Eu
sei
─ Bom dia, Seu Jair!
─ Bom dia!
─ Hoje o dia está radiante e prometendo, espero registrar lições muito especiais.
─ E quem sou eu para pretender corresponder a tamanhas expectativas?
─ Pelo menos uma tampa de cisterna que nos protege de um tombo perigoso.
─ Não tenho pretensão a nada; limito-me a repetir as lições que retiro dos
mestres que caminharam a nossa frente.
─ E por isso faz o nosso caminho ficar mais curto. Vamos dizer que eu busco
nas suas lições um resumo para a vida.
─ Você está fazendo lembrar-me da alegoria da caverna.
─ O senhor está referindo-se a Platão?
─ Sim, você está pretendendo aprender através da pouca sombra que projeto
na sua mente.
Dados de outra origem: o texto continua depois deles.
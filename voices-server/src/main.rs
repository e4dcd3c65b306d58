use anyhow::Result;

mod application;
mod data;
mod domain;
mod infrastructure;
mod media;
mod presentation;
mod server;

use infrastructure::database::{create_pool, run_migrations};
use infrastructure::logging::init_logging;
use infrastructure::settings::Settings;
use media::store::MediaStore;
use presentation::AppState;

#[tokio::main]
async fn main() -> Result<()> {
    dotenvy::dotenv().ok();
    let settings = Settings::from_env()?;

    init_logging(&settings.log_level)?;

    let pool = create_pool(&settings.database_url).await?;
    run_migrations(&pool).await?;

    let media = MediaStore::new(&settings.uploads_dir, settings.upload_max_bytes);
    media.ensure_root().await?;

    let state = AppState::new(pool, media);

    server::run_http(&settings, state).await
}
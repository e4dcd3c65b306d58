pub(crate) mod comment_repository;
pub(crate) mod post_repository;
pub(crate) mod user_repository;

use crate::domain::error::DomainError;

pub(super) fn map_db_error(err: sqlx::Error) -> DomainError {
    DomainError::Unexpected(err.to_string())
}

pub(super) fn is_unique_violation(err: &sqlx::Error) -> bool {
    matches!(err, sqlx::Error::Database(db_err) if db_err.code().as_deref() == Some("23505"))
}

pub(super) fn fk_violation_constraint(err: &sqlx::Error) -> Option<String> {
    if let sqlx::Error::Database(db_err) = err
        && db_err.code().as_deref() == Some("23503")
    {
        return Some(db_err.constraint().unwrap_or("").to_string());
    }
    None
}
É possível que você veja sombras muito distorcidas da realidade
do exterior.
─ Pelo menos, quando a luz do sol cegar-me, eu poderei lembrar-me das
sombras que o senhor deixou-me entrever.
─ Bom, mas lembre-se de não ficar na plateia olhando para as sombras, de
vez em quando vire as costas para a abertura e tenha vislumbres da verdadeira luz
que lá existe. Se a luz do sol não lhe queima a pele, não será possível que
aprenda o que é o calor.
─ Eu sei que minha própria experiência é importante, mas quero valer-me da
sua. Se eu fosse buscar nos livros o conhecimento de todos os mestres, eu teria
que valer-me de muitas vidas para aprender.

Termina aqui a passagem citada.